Stored data
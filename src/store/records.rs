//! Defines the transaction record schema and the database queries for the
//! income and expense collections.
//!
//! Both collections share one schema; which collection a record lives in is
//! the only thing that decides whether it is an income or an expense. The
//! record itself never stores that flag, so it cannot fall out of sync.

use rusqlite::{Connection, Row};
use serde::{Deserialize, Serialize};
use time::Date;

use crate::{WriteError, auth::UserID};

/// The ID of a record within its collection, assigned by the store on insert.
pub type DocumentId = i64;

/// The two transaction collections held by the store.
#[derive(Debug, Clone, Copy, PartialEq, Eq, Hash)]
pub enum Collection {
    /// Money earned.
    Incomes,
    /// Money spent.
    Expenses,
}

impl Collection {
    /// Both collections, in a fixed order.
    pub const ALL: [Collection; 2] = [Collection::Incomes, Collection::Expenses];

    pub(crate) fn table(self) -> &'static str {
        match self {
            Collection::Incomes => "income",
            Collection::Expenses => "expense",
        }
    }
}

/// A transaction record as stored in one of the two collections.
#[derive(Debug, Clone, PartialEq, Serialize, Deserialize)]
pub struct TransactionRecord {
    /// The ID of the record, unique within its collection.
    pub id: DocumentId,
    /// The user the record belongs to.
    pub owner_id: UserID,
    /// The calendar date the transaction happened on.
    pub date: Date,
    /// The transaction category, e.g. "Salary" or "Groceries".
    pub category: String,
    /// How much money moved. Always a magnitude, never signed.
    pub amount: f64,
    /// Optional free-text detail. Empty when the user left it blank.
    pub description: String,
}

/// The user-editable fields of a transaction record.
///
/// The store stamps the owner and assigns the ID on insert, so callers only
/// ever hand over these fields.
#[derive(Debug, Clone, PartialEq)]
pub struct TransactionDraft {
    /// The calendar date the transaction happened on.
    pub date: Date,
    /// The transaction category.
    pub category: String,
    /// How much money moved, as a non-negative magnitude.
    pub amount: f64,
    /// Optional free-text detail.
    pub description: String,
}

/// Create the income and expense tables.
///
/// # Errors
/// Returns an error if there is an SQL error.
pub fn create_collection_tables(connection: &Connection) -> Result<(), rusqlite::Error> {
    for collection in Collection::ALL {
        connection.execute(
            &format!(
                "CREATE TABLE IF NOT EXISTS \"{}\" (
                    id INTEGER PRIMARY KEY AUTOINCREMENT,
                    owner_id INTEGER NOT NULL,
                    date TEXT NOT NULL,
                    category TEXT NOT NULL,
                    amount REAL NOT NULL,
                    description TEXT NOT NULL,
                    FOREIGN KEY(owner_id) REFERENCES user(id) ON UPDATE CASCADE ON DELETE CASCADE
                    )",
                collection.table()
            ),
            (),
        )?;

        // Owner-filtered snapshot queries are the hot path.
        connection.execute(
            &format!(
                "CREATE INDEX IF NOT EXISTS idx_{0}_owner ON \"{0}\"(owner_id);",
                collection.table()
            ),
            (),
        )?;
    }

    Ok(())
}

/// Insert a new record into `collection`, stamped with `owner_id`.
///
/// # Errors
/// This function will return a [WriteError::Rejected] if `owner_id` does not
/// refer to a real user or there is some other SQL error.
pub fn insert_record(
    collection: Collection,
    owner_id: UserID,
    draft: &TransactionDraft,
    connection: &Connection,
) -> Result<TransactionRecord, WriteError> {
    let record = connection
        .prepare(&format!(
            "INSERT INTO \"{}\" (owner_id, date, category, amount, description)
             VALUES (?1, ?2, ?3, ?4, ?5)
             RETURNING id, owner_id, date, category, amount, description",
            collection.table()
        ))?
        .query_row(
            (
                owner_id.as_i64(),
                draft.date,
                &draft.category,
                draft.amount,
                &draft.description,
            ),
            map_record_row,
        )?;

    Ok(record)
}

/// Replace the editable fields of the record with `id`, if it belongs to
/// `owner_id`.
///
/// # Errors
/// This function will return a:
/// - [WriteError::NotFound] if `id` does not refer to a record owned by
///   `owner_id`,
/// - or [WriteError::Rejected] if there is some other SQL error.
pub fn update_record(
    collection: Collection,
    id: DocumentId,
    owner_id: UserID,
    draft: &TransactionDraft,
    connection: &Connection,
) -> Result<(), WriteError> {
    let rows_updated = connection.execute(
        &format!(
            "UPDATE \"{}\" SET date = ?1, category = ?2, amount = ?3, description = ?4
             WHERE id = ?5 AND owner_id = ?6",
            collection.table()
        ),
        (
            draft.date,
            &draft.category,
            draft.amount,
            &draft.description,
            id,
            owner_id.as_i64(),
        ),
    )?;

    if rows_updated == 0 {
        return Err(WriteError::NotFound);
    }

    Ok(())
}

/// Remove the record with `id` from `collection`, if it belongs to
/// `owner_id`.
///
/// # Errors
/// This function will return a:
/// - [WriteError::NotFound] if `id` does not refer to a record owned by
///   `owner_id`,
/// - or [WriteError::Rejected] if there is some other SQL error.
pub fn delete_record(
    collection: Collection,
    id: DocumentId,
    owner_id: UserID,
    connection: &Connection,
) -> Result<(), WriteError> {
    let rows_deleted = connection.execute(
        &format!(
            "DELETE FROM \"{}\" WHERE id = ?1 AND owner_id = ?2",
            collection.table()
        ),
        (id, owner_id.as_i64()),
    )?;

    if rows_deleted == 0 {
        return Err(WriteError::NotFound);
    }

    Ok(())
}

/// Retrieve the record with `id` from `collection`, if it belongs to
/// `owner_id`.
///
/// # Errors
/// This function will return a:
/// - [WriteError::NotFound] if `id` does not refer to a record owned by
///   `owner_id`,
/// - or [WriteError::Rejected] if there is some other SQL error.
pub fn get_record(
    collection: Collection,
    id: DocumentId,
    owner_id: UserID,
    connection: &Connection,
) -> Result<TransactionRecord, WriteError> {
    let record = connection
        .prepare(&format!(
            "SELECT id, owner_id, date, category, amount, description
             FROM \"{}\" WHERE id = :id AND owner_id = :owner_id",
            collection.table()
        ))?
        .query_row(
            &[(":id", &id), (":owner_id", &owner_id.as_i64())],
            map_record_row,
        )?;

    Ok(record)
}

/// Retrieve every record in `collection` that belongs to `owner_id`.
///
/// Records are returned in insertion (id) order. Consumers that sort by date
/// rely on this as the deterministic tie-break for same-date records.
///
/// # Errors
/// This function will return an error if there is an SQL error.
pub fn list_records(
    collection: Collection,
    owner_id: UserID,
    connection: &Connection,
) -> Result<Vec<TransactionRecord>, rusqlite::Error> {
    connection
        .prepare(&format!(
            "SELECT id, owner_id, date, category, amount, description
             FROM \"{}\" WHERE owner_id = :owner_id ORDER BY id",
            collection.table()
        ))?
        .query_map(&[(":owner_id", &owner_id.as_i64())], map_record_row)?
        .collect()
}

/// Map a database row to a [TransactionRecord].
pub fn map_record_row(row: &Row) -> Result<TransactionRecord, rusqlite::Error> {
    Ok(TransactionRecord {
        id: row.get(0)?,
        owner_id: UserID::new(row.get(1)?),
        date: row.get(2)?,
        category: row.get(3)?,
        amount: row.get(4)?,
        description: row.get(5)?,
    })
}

# [WHAT YOU NEED TO DO]
Looking at the entries above, count the lines that contain "description" and answer with only the number.

# [RESPONSE BELOW]
11